Pilot Cove/Slate Rock Loop is a 7+ mile series of trails in Pisgah National Forest near Mills River, North Carolina. This area of the forest is much less popular than the traditional attractions along US 276 and the Blue Ridge Parkway. As such, it offers more seclusion. I visited on Memorial Day and only saw a few other people on the trail.
Official roadside campgrounds abound in this area and you can find many primitive campsites in the forest. This trail actually features two of the best primitive campsites I’ve encountered, and I’m ambivalent about sharing the locations. But since I’m 67% certain that I’m the only person who references this website, I’ll go ahead and link the GPS coordinates below.
Neither Pilot Cove nor Slate Rock Trails and particularly noteworthy on their own, but they can be linked together to form a nice little loop hike if you incorporate ~2 miles of relatively level forestry road walking. You can start this trail at the northeast trailhead or the southeast one. I started at the southeast trailhead because that meant I steadily walked uphill for the first half of the trail and then walked downhill the second half.
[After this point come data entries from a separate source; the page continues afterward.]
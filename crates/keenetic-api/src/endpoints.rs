// Router endpoints
//
// Single-purpose reads and the write actions. Reads return the raw JSON
// tree; shaping it into domain types is keenetic-core's job. Writes are
// fire-and-forget: callers refresh their snapshot afterwards.

use reqwest::Method;
use serde_json::{Value, json};
use tracing::debug;

use crate::client::RouterClient;
use crate::decode::DecodedBody;
use crate::error::Error;

/// Locale sent with release-notes requests.
const RELEASE_NOTES_LOCALE: &str = "ru";

/// Persist the running configuration; appended to every batched write.
fn save_configuration() -> Value {
    json!({"system": {"configuration": {"save": {}}}})
}

/// `{key: value}` with a runtime key.
fn flag(key: &str, value: impl Into<Value>) -> Value {
    let mut map = serde_json::Map::new();
    map.insert(key.to_owned(), value.into());
    Value::Object(map)
}

/// Access/policy pair for a hotspot host.
///
/// A `None` policy clears any named policy (`"policy": false` on the wire).
#[derive(Debug, Clone, PartialEq, Eq)]
pub struct HostAccess {
    pub access: String,
    pub policy: Option<String>,
}

impl RouterClient {
    // ── Reads ────────────────────────────────────────────────────────

    /// `show identification`: mac and serial number.
    pub async fn show_identification(&self) -> Result<Value, Error> {
        self.get_json("/rci/show/identification").await
    }

    /// `show version`: model, hw_id, device, release, sandbox, title.
    pub async fn show_version(&self) -> Result<Value, Error> {
        self.get_json("/rci/show/version").await
    }

    /// `show system mode`: `active` is `router` or another hardware mode.
    pub async fn show_system_mode(&self) -> Result<Value, Error> {
        self.get_json("/rci/show/system/mode").await
    }

    pub async fn show_system(&self) -> Result<Value, Error> {
        self.get_json("/rci/show/system").await
    }

    pub async fn show_interface(&self) -> Result<Value, Error> {
        self.get_json("/rci/show/interface").await
    }

    /// `show rc interface`: running-config interfaces, including Wi-Fi credentials.
    pub async fn show_rc_interface(&self) -> Result<Value, Error> {
        self.get_json("/rci/show/rc/interface").await
    }

    pub async fn show_associations(&self) -> Result<Value, Error> {
        self.get_json("/rci/show/associations").await
    }

    /// Traffic counters for one interface.
    pub async fn show_interface_stat(&self, name: &str) -> Result<Value, Error> {
        let mut url = self.url("/rci/show/interface/stat")?;
        url.query_pairs_mut().append_pair("name", name);
        let endpoint = format!("{}?{}", url.path(), url.query().unwrap_or_default());
        self.get_json(&endpoint).await
    }

    pub async fn show_ip_hotspot(&self) -> Result<Value, Error> {
        self.get_json("/rci/show/ip/hotspot/host").await
    }

    pub async fn ip_hotspot_host_list(&self) -> Result<Value, Error> {
        self.get_json("/rci/ip/hotspot/host").await
    }

    /// Named IP policies configured on the router.
    pub async fn ip_policy_list(&self) -> Result<Value, Error> {
        self.get_json("/rci/ip/policy").await
    }

    /// Installed and available firmware components.
    pub async fn components_list(&self) -> Result<Value, Error> {
        self.post_json("/rci/components/list", &json!({})).await
    }

    /// Release notes for a firmware version on a release-notes channel.
    pub async fn release_notes(&self, version: &str, channel: &str) -> Result<Value, Error> {
        let body = json!({
            "version": version,
            "locale": RELEASE_NOTES_LOCALE,
            "channel": channel,
        });
        self.post_json("/rci/webhelp/release-notes", &body).await
    }

    /// Legacy component manifest, served as a script assignment list.
    pub async fn ndm_components(&self) -> Result<DecodedBody, Error> {
        self.api(Method::GET, "/ndmComponents.js", None).await
    }

    // ── Writes ───────────────────────────────────────────────────────

    /// Bring an interface up or down.
    pub async fn set_interface_state(&self, name: &str, up: bool) -> Result<Value, Error> {
        let state = if up { "up" } else { "down" };
        debug!(interface = name, state, "setting interface state");
        let endpoint = format!("/rci/interface/{name}");
        self.post_json(&endpoint, &flag(state, "true")).await
    }

    /// Enable or disable a port-forwarding rule by index.
    pub async fn set_port_forwarding(&self, index: &str, enabled: bool) -> Result<Value, Error> {
        debug!(index, enabled, "setting port forwarding");
        self.post_commands(vec![
            json!({"ip": {"index": index, "static": {"disable": !enabled}}}),
            save_configuration(),
        ])
        .await
    }

    /// Switch power on a USB port (1-based).
    pub async fn set_usb_power(&self, port: u32, on: bool) -> Result<Value, Error> {
        debug!(port, on, "setting USB power");
        self.post_commands(vec![
            json!({"system": {"usb": {"port": port, "power": {"shutdown": !on}}}}),
            save_configuration(),
        ])
        .await
    }

    /// Open or close the web configurator to the public side.
    pub async fn set_web_configurator_access(&self, public: bool) -> Result<Value, Error> {
        let level = if public { "public" } else { "private" };
        debug!(level, "setting web configurator access");
        self.post_commands(vec![
            json!({"ip": {"http": {"security-level": flag(level, true)}}}),
            save_configuration(),
        ])
        .await
    }

    /// Set access and policy for one hotspot host.
    pub async fn set_host_policy(&self, mac: &str, access: &HostAccess) -> Result<Value, Error> {
        let policy = access
            .policy
            .as_ref()
            .map_or(Value::Bool(false), |name| Value::String(name.clone()));
        let body = json!({
            "mac": mac,
            "access": access.access,
            "policy": policy,
        });
        self.post_json("/rci/ip/hotspot/host", &body).await
    }

    pub async fn reboot(&self) -> Result<Value, Error> {
        self.post_json("/rci/system/reboot", &json!({})).await
    }

    /// Commit the pending firmware component set (installs an update).
    pub async fn update_firmware(&self) -> Result<Value, Error> {
        self.post_json("/rci/components/commit", &json!({"reason": "manual"}))
            .await
    }

    /// Arbitrary authenticated request, for endpoints without a typed wrapper.
    pub async fn raw_request(
        &self,
        method: Method,
        endpoint: &str,
        body: Option<&Value>,
    ) -> Result<DecodedBody, Error> {
        self.api(method, endpoint, body).await
    }
}
//! Router identity, system readings and reboot.

use serde::Serialize;

use keenetic_core::{Command as CoreCommand, Controller, FirmwareStatus, RouterInfo, SystemStatus};

use crate::cli::GlobalOpts;
use crate::error::CliError;
use crate::output;

use super::util;

/// Everything the `system` command prints, in one serializable value.
#[derive(Serialize)]
struct SystemView {
    router: Option<RouterInfo>,
    system: Option<SystemStatus>,
    firmware: Option<FirmwareStatus>,
    web_public: Option<bool>,
    wan_ip: Option<String>,
    partial: bool,
}

fn detail(v: &SystemView) -> String {
    let mut pairs = Vec::new();
    if let Some(ref r) = v.router {
        pairs.extend([
            ("Device", r.display_name().to_owned()),
            ("Model", util::or_dash(r.model.as_deref())),
            ("Hardware ID", util::or_dash(r.hw_id.as_deref())),
            ("Serial", util::or_dash(r.serial.as_deref())),
            ("MAC", util::or_dash(r.mac.as_deref())),
            ("Mode", r.hw_mode.to_string()),
        ]);
    }
    if let Some(ref s) = v.system {
        pairs.extend([
            ("Hostname", util::or_dash(s.hostname.as_deref())),
            ("Domain", util::or_dash(s.domainname.as_deref())),
            ("Uptime", util::uptime(s.uptime)),
            (
                "CPU load",
                s.cpuload.map_or_else(|| "-".into(), |c| format!("{c:.0}%")),
            ),
            ("Memory", util::or_dash(s.memory.as_deref())),
        ]);
    }
    pairs.push(("WAN IP", util::or_dash(v.wan_ip.as_deref())));
    if let Some(ref f) = v.firmware {
        pairs.push(("Firmware", util::or_dash(f.installed.as_deref())));
        if f.update_available {
            pairs.push(("Update", util::or_dash(f.available.as_deref())));
        }
    }
    if let Some(public) = v.web_public {
        pairs.push(("Web access", String::from(if public { "public" } else { "home network" })));
    }
    output::detail_lines(&pairs)
}

pub fn handle(controller: &Controller, global: &GlobalOpts) -> Result<(), CliError> {
    let snap = util::snapshot(controller)?;
    let view = SystemView {
        router: controller.router_info().map(|r| r.as_ref().clone()),
        system: snap.system.clone(),
        firmware: controller.firmware().map(|f| f.as_ref().clone()),
        web_public: snap.web_public,
        wan_ip: snap.wan_ip().map(str::to_owned),
        partial: snap.is_partial(),
    };
    let out = output::render_single(&global.output, &view, detail, |v| {
        v.router
            .as_ref()
            .map_or_else(|| "-".into(), |r| r.display_name().to_owned())
    })?;
    output::print_output(&out, global.quiet);
    Ok(())
}

pub async fn reboot(controller: &Controller, global: &GlobalOpts) -> Result<(), CliError> {
    let name = controller
        .router_info()
        .map_or_else(|| "the router".into(), |r| r.display_name().to_owned());
    if !util::confirm(&format!("Reboot {name}?"), "reboot", global.yes)? {
        return Ok(());
    }
    controller.execute(CoreCommand::Reboot).await?;
    if !global.quiet {
        eprintln!("Reboot requested");
    }
    Ok(())
}
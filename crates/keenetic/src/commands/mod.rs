//! Command dispatch: bridges CLI args -> core Commands -> output formatting.

pub mod backup;
pub mod clients;
pub mod config_cmd;
pub mod firmware;
pub mod interfaces;
pub mod policy;
pub mod port_forwarding;
pub mod request;
pub mod status;
pub mod system;
pub mod usb;
pub mod util;
pub mod watch;
pub mod web_access;
pub mod wifi;

use keenetic_core::Controller;

use crate::cli::{Command, GlobalOpts};
use crate::error::CliError;

/// Dispatch a router-bound command to the appropriate handler.
pub async fn dispatch(
    cmd: Command,
    controller: &Controller,
    global: &GlobalOpts,
) -> Result<(), CliError> {
    match cmd {
        Command::Status(args) => status::handle(controller, &args, global),
        Command::System => system::handle(controller, global),
        Command::Clients(args) => clients::handle(controller, args, global),
        Command::Interfaces(args) => interfaces::handle(controller, args, global).await,
        Command::PortForwarding(args) => port_forwarding::handle(controller, args, global).await,
        Command::Usb(args) => usb::handle(controller, args, global).await,
        Command::WebAccess(args) => web_access::handle(controller, args, global).await,
        Command::Wifi(args) => wifi::handle(controller, args, global).await,
        Command::Policy(args) => policy::handle(controller, args, global).await,
        Command::Firmware(args) => firmware::handle(controller, args, global).await,
        Command::Reboot => system::reboot(controller, global).await,
        Command::Backup(args) => backup::handle(controller, args, global).await,
        Command::Request(args) => request::handle(controller, args, global).await,
        // Config, Completions and Watch are handled before dispatch
        Command::Config(_) | Command::Completions(_) | Command::Watch(_) => Ok(()),
    }
}
impl Controller {
    /// Create a new Controller from configuration. Does NOT connect --
    /// call [`connect()`](Self::connect) to authenticate and start background tasks.
    pub fn new(config: RouterConfig) -> Self {
        let store = Arc::new(SnapshotStore::new());
        let (connection_state, _) = watch::channel(ConnectionState::Disconnected);
        let (command_tx, command_rx) = mpsc::channel(COMMAND_CHANNEL_SIZE);
        let cancel = CancellationToken::new();
        let cancel_child = cancel.child_token();

        Self {
            inner: Arc::new(ControllerInner {
                config,
                store,
                connection_state,
                command_tx: Mutex::new(command_tx),
                command_rx: Mutex::new(Some(command_rx)),
                cancel,
                cancel_child: Mutex::new(cancel_child),
                client: Mutex::new(None),
                full_cycle: Mutex::new(()),
                firmware_cycle: Mutex::new(()),
                wifi_cycle: Mutex::new(()),
                task_handles: Mutex::new(Vec::new()),
            }),
        }
    }

    /// Access the router configuration.
    pub fn config(&self) -> &RouterConfig {
        &self.inner.config
    }

    /// Access the underlying SnapshotStore.
    pub fn store(&self) -> &Arc<SnapshotStore> {
        &self.inner.store
    }

    // ── Connection lifecycle ─────────────────────────────────────

    /// Connect to the router.
    ///
    /// Authenticates, loads the router identity, performs the first full
    /// refresh (fatal on failure), then best-effort firmware and Wi-Fi
    /// refreshes, and finally spawns the background tasks.
    pub async fn connect(&self) -> Result<(), CoreError> {
        let _ = self
            .inner
            .connection_state
            .send(ConnectionState::Connecting);

        match self.establish().await {
            Ok(()) => {
                let _ = self.inner.connection_state.send(ConnectionState::Connected);
                Ok(())
            }
            Err(e) => {
                *self.inner.client.lock().await = None;
                let _ = self.inner.connection_state.send(ConnectionState::Failed);
                Err(e)
            }
        }
    }

    async fn establish(&self) -> Result<(), CoreError> {
        // Fresh child token for this connection (supports reconnect).
        let child = self.inner.cancel.child_token();
        *self.inner.cancel_child.lock().await = child.clone();

        let config = &self.inner.config;
        let client = RouterClient::new(
            config.url.clone(),
            config.username.clone(),
            config.password.clone(),
            &build_transport(config),
        )?;

        if !client.authenticate().await? {
            return Err(CoreError::AuthenticationFailed {
                message: "router did not accept the session".into(),
            });
        }
        debug!(url = %config.url, "session authentication successful");

        let info = load_router_info(&client).await?;
        info!(
            model = info.display_name(),
            mode = %info.hw_mode,
            release = info.release.as_deref().unwrap_or("unknown"),
            "connected to router"
        );
        let router_mode = info.hw_mode.is_router();
        self.inner.store.set_router_info(info);
        *self.inner.client.lock().await = Some(client);

        // Initial data load
        self.full_refresh().await?;

        if let Err(e) = self.firmware_refresh().await {
            warn!(error = %e, "initial firmware refresh failed (non-fatal)");
        }

        let wifi_enabled = config.wifi_credentials && router_mode;
        if wifi_enabled {
            if let Err(e) = self.wifi_refresh().await {
                warn!(error = %e, "initial Wi-Fi credentials refresh failed (non-fatal)");
            }
        }

        // Spawn background tasks
        let mut handles = self.inner.task_handles.lock().await;

        if let Some(rx) = self.inner.command_rx.lock().await.take() {
            let ctrl = self.clone();
            handles.push(tokio::spawn(command_processor_task(ctrl, rx, child.clone())));
        }

        if let Some(period) = config.effective_scan_interval() {
            let ctrl = self.clone();
            handles.push(tokio::spawn(poll_task(ctrl, Poll::Full, period, child.clone())));
        }

        if !config.firmware_interval.is_zero() {
            let ctrl = self.clone();
            let period = config.firmware_interval;
            handles.push(tokio::spawn(poll_task(ctrl, Poll::Firmware, period, child.clone())));
        }

        if wifi_enabled && !config.wifi_interval.is_zero() {
            let ctrl = self.clone();
            let period = config.wifi_interval;
            handles.push(tokio::spawn(poll_task(ctrl, Poll::Wifi, period, child)));
        }

        debug!(tasks = handles.len(), "background tasks spawned");
        Ok(())
    }

    /// Disconnect from the router.
    ///
    /// Cancels background tasks, drops the session, and resets the
    /// connection state to [`Disconnected`](ConnectionState::Disconnected).
    pub async fn disconnect(&self) {
        // Cancel the child token (not the parent, which allows reconnect).
        self.inner.cancel_child.lock().await.cancel();

        let mut handles = self.inner.task_handles.lock().await;
        for handle in handles.drain(..) {
            let _ = handle.await;
        }
        drop(handles);

        *self.inner.client.lock().await = None;

        // Recreate command channel so reconnects can spawn a fresh receiver.
        // The previous receiver is consumed by the command processor task.
        {
            let (tx, rx) = mpsc::channel(COMMAND_CHANNEL_SIZE);
            *self.inner.command_tx.lock().await = tx;
            *self.inner.command_rx.lock().await = Some(rx);
        }

        let _ = self
            .inner
            .connection_state
            .send(ConnectionState::Disconnected);
        debug!("disconnected");
    }

    // ── Poll cycles ──────────────────────────────────────────────

    /// Run one full-data cycle and publish the result.
    ///
    /// Waits for a cycle already in flight. On failure the previous
    /// snapshot stays published and the error is recorded in the store.
    pub async fn full_refresh(&self) -> Result<Arc<Snapshot>, CoreError> {
        let _cycle = self.inner.full_cycle.lock().await;
        let store = &self.inner.store;

        store.set_poll_state(PollState::Fetching);
        let result = bounded(self.inner.config.timeout, self.fetch_snapshot()).await;

        match result {
            Ok(snapshot) => {
                let partial = snapshot.missing_sections.len();
                let published = store.publish(snapshot);
                store.set_poll_state(PollState::Published);
                info!(
                    interfaces = published.interfaces.len(),
                    devices = published.devices.len(),
                    missing = partial,
                    "snapshot published"
                );
                store.set_poll_state(PollState::Idle);
                Ok(published)
            }
            Err(e) => {
                store.set_poll_state(PollState::Failed);
                store.record_failure(&e.to_string());
                warn!(error = %e, "full refresh failed, keeping previous snapshot");
                store.set_poll_state(PollState::Idle);
                Err(e)
            }
        }
    }

    async fn fetch_snapshot(&self) -> Result<Snapshot, CoreError> {
        let client = self.client().await?;
        let info = self
            .inner
            .store
            .router_info()
            .ok_or(CoreError::RouterDisconnected)?;

        let sections = Section::for_mode(&info.hw_mode);
        let queries: Vec<RciQuery> = sections.iter().map(|s| s.query()).collect();
        let values = client.execute(&queries).await?;

        self.inner.store.set_poll_state(PollState::Normalizing);
        let batch = Sections::from_batch(&sections, values);
        let mut snapshot = normalize::normalize(&batch, &info.hw_mode, Utc::now());

        let (ids, stat_queries): (Vec<String>, Vec<RciQuery>) =
            normalize::stat_queries(&snapshot).into_iter().unzip();
        if !stat_queries.is_empty() {
            match client.execute(&stat_queries).await {
                Ok(values) => normalize::attach_stats(&mut snapshot, &ids, values),
                Err(e) => {
                    warn!(error = %e, "interface counters unavailable this cycle");
                    snapshot.missing_sections.push("interface_stat".into());
                }
            }
        }

        Ok(snapshot)
    }

    /// Refresh installed and available firmware versions.
    pub async fn firmware_refresh(&self) -> Result<Arc<FirmwareStatus>, CoreError> {
        let _cycle = self.inner.firmware_cycle.lock().await;
        let client = self.client().await?;

        let status = bounded(self.inner.config.timeout, async {
            let version = client.show_version().await?;
            let components = match client.components_list().await {
                Ok(components) => Some(components),
                Err(e) => {
                    debug!(error = %e, "component list unavailable");
                    None
                }
            };
            Ok(convert::firmware_status(&version, components.as_ref()))
        })
        .await?;

        debug!(
            installed = status.installed.as_deref().unwrap_or("unknown"),
            update = status.update_available,
            "firmware status refreshed"
        );
        Ok(self.inner.store.set_firmware(status))
    }

    /// Refresh Wi-Fi access point credentials.
    pub async fn wifi_refresh(&self) -> Result<Arc<WifiMap>, CoreError> {
        let _cycle = self.inner.wifi_cycle.lock().await;
        let client = self.client().await?;

        let wifi = bounded(self.inner.config.timeout, async {
            let raw = client.show_rc_interface().await?;
            Ok(convert::wifi_credentials(&raw))
        })
        .await?;

        debug!(networks = wifi.len(), "Wi-Fi credentials refreshed");
        Ok(self.inner.store.set_wifi(wifi))
    }

    // ── On-demand reads ──────────────────────────────────────────

    /// Named access policies configured on the router.
    pub async fn policies(&self) -> Result<Vec<String>, CoreError> {
        let client = self.client().await?;
        let raw = client.ip_policy_list().await?;
        Ok(convert::policy_names(&raw))
    }

    /// Release notes for the available firmware version.
    ///
    /// Uses the cached firmware status, refreshing it first if none exists.
    pub async fn release_notes(&self) -> Result<Value, CoreError> {
        let firmware = match self.firmware() {
            Some(firmware) => firmware,
            None => self.firmware_refresh().await?,
        };
        let channel = firmware
            .release_notes_channel()
            .ok_or_else(|| CoreError::Unsupported {
                operation: "release notes".into(),
                required: "a stable, preview or draft firmware channel".into(),
            })?;
        let version = firmware
            .notes_version()
            .ok_or_else(|| CoreError::not_found("Firmware version", "installed"))?;

        let client = self.client().await?;
        Ok(client.release_notes(version, channel).await?)
    }

    // ── Command execution ────────────────────────────────────────

    /// Execute a command against the router.
    ///
    /// Sends the command through the internal channel to the command
    /// processor task and awaits the result. A successful write is followed
    /// by the refresh it invalidates before this returns, so `snapshot()`
    /// already reflects it. A failed refresh is logged, not returned.
    pub async fn execute(&self, cmd: Command) -> Result<CommandResult, CoreError> {
        if *self.inner.connection_state.borrow() != ConnectionState::Connected {
            return Err(CoreError::RouterDisconnected);
        }

        let (tx, rx) = tokio::sync::oneshot::channel();

        let command_tx = self.inner.command_tx.lock().await.clone();

        command_tx
            .send(CommandEnvelope {
                command: cmd,
                response_tx: tx,
            })
            .await
            .map_err(|_| CoreError::RouterDisconnected)?;

        rx.await.map_err(|_| CoreError::RouterDisconnected)?
    }

    // ── One-shot convenience ─────────────────────────────────────

    /// One-shot: connect, run closure, disconnect.
    ///
    /// Optimized for CLI: disables every poll loop since we only need
    /// a single request-response cycle.
    pub async fn oneshot<F, Fut, T>(config: RouterConfig, f: F) -> Result<T, CoreError>
    where
        F: FnOnce(Controller) -> Fut,
        Fut: Future<Output = Result<T, CoreError>>,
    {
        let mut cfg = config;
        cfg.scan_interval = Duration::ZERO;
        cfg.firmware_interval = Duration::ZERO;
        cfg.wifi_interval = Duration::ZERO;

        let controller = Controller::new(cfg);
        controller.connect().await?;
        let result = f(controller.clone()).await;
        controller.disconnect().await;
        result
    }

    // ── State observation ────────────────────────────────────────

    /// Subscribe to connection state changes.
    pub fn connection_state(&self) -> watch::Receiver<ConnectionState> {
        self.inner.connection_state.subscribe()
    }

    /// Latest published snapshot, if any cycle has succeeded.
    pub fn snapshot(&self) -> Option<Arc<Snapshot>> {
        self.inner.store.snapshot()
    }

    /// Subscribe to published snapshots.
    pub fn subscribe(&self) -> SnapshotStream {
        self.inner.store.subscribe()
    }

    pub fn firmware(&self) -> Option<Arc<FirmwareStatus>> {
        self.inner.store.firmware()
    }

    pub fn wifi_credentials(&self) -> Arc<WifiMap> {
        self.inner.store.wifi_credentials()
    }

    pub fn router_info(&self) -> Option<Arc<RouterInfo>> {
        self.inner.store.router_info()
    }

    pub fn poll_state(&self) -> watch::Receiver<PollState> {
        self.inner.store.poll_state()
    }

    /// `None` until the first full cycle completes.
    pub fn last_update_success(&self) -> Option<bool> {
        self.inner.store.last_update_success()
    }

    pub fn cycle_status(&self) -> CycleStatus {
        self.inner.store.status()
    }

    async fn client(&self) -> Result<RouterClient, CoreError> {
        self.inner
            .client
            .lock()
            .await
            .clone()
            .ok_or(CoreError::RouterDisconnected)
    }
}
I also hiked the loop counter-clockwise.
To access the southeastern trailhead, navigate to the map point below. You will need to drive 5+ miles of forestry roads to access the trailhead. The gravel road is well graded and any car should have enough clearance. There is no cell reception except at elevation, so get your navigation app up and running while you’re still in civilization. If you’re coming from the east (I-26), you will pass the North Mills River Recreation Area before encountering the forestry roads. That park features bathrooms and other amenities.
Park anywhere near the trailhead as long as you aren’t blocking traffic. If you park directly in front of the trailhead, you run the risk of getting blocked in by other visitors. Take the Pilot Cove/Slate Rock trail as it follows the stream. The trail steadily ascends the mountain. You will soon reach a small waterfall and swimming hole that is accessible via a steep embankment on your left.
Not too far after that, you’ll reach an idyllic, grassy campsite that bisects the stream (35.39276,-82.70037, open in Google Maps). This area will hold several tents and hammocks. If that campsite turns out to be taken, there’s another great site further upstream (35.39647,-82.70841, open in Google Maps) that is even larger and features a metal fire ring.
Eventually, Slate Rock Trail (blue blaze) crosses the stream to the left—see the picture above with the double blue blaze—and starts ascending the mountain in earnest. I should stress that this is only a moderate climb. At the summit, you can continue straight on Slate Rock or turn left on Pilot Cove Loop (yellow blaze). Both trails will take you to the same place. Pilot Cove Loop shortens the loop by over a mile and supposedly offers a cliff face overlook before reconnecting with Slate Rock just before the intersection with National Forest Road.
I wanted to do bigger miles, so I stayed on Slate Rock Trail and took it in a wider loop to the road. At the road, you take a left and walk back to the trailhead and your car. This walk is surprisingly flat and quite enjoyable.
The only issue you might run into is annoying biting insects in the warmer months, so bring some bug spray.